WORK REQUEST:
The word "codec" may appear in lines of the data below. Say how many lines hold it, giving only the number.

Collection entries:
######
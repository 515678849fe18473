//! Binary RPC transport: length-prefixed `MsgPack` frames over TCP.
//!
//! Each frame is a 4-byte big-endian length followed by a named-field
//! `MsgPack` body (see `guestlist_core::messages::rpc`).

pub mod client;
pub mod codec;
pub mod server;

pub use client::{RpcClient, RpcClientError};
pub use codec::{RpcCodec, RpcCodecError};
pub use server::{RpcConfig, RpcServer};
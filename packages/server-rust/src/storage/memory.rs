//! In-memory guest store.

use std::path::Path;
use std::sync::atomic::{AtomicBool, Ordering};

use async_trait::async_trait;
use dashmap::DashMap;
use guestlist_core::UserRecord;

use super::{StoreError, UserStore};

/// `DashMap`-backed store keyed by id.
///
/// [`set_available`](Self::set_available) simulates an unreachable backend:
/// while unavailable every call fails with [`StoreError::Connection`].
#[derive(Debug)]
pub struct MemoryUserStore {
    users: DashMap<u64, UserRecord>,
    available: AtomicBool,
}

impl MemoryUserStore {
    #[must_use]
    pub fn new() -> Self {
        Self {
            users: DashMap::new(),
            available: AtomicBool::new(true),
        }
    }

    #[must_use]
    pub fn with_records(records: impl IntoIterator<Item = UserRecord>) -> Self {
        let store = Self::new();
        for record in records {
            store.users.insert(record.id, record);
        }
        store
    }

    /// Loads a JSON array of records.
    ///
    /// # Errors
    ///
    /// Returns an error if the file cannot be read or parsed.
    pub fn from_seed_file(path: &Path) -> anyhow::Result<Self> {
        let raw = std::fs::read_to_string(path)?;
        let records: Vec<UserRecord> = serde_json::from_str(&raw)?;
        tracing::info!(path = %path.display(), count = records.len(), "seeded in-memory store");
        Ok(Self::with_records(records))
    }

    pub fn set_available(&self, available: bool) {
        self.available.store(available, Ordering::Relaxed);
    }

    #[must_use]
    pub fn len(&self) -> usize {
        self.users.len()
    }

    #[must_use]
    pub fn is_empty(&self) -> bool {
        self.users.is_empty()
    }

    fn check_available(&self) -> Result<(), StoreError> {
        if self.available.load(Ordering::Relaxed) {
            Ok(())
        } else {
            Err(StoreError::Connection("in-memory store marked unavailable".to_string()))
        }
    }
}

impl Default for MemoryUserStore {
    fn default() -> Self {
        Self::new()
    }
}

#[async_trait]
impl UserStore for MemoryUserStore {
    async fn find_by_surname(&self, surname: &str) -> Result<Vec<UserRecord>, StoreError> {
        self.check_available()?;
        let needle = surname.to_lowercase();
        let mut found: Vec<UserRecord> = self
            .users
            .iter()
            .filter(|entry| entry.surname.to_lowercase().contains(&needle))
            .map(|entry| entry.value().clone())
            .collect();
        found.sort_by_key(|r| r.id);
        Ok(found)
    }

    async fn find_by_id(&self, id: u64) -> Result<UserRecord, StoreError> {
        self.check_available()?;
        self.users
            .get(&id)
            .map(|entry| entry.value().clone())
            .ok_or(StoreError::NotFound { id })
    }

    async fn update_user(&self, record: &UserRecord) -> Result<(), StoreError> {
        self.check_available()?;
        match self.users.get_mut(&record.id) {
            Some(mut entry) => {
                *entry = record.clone();
                Ok(())
            }
            None => Err(StoreError::NotFound { id: record.id }),
        }
    }

    async fn ping(&self) -> Result<(), StoreError> {
        self.check_available()
    }
}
######
ANSWER BOX:
2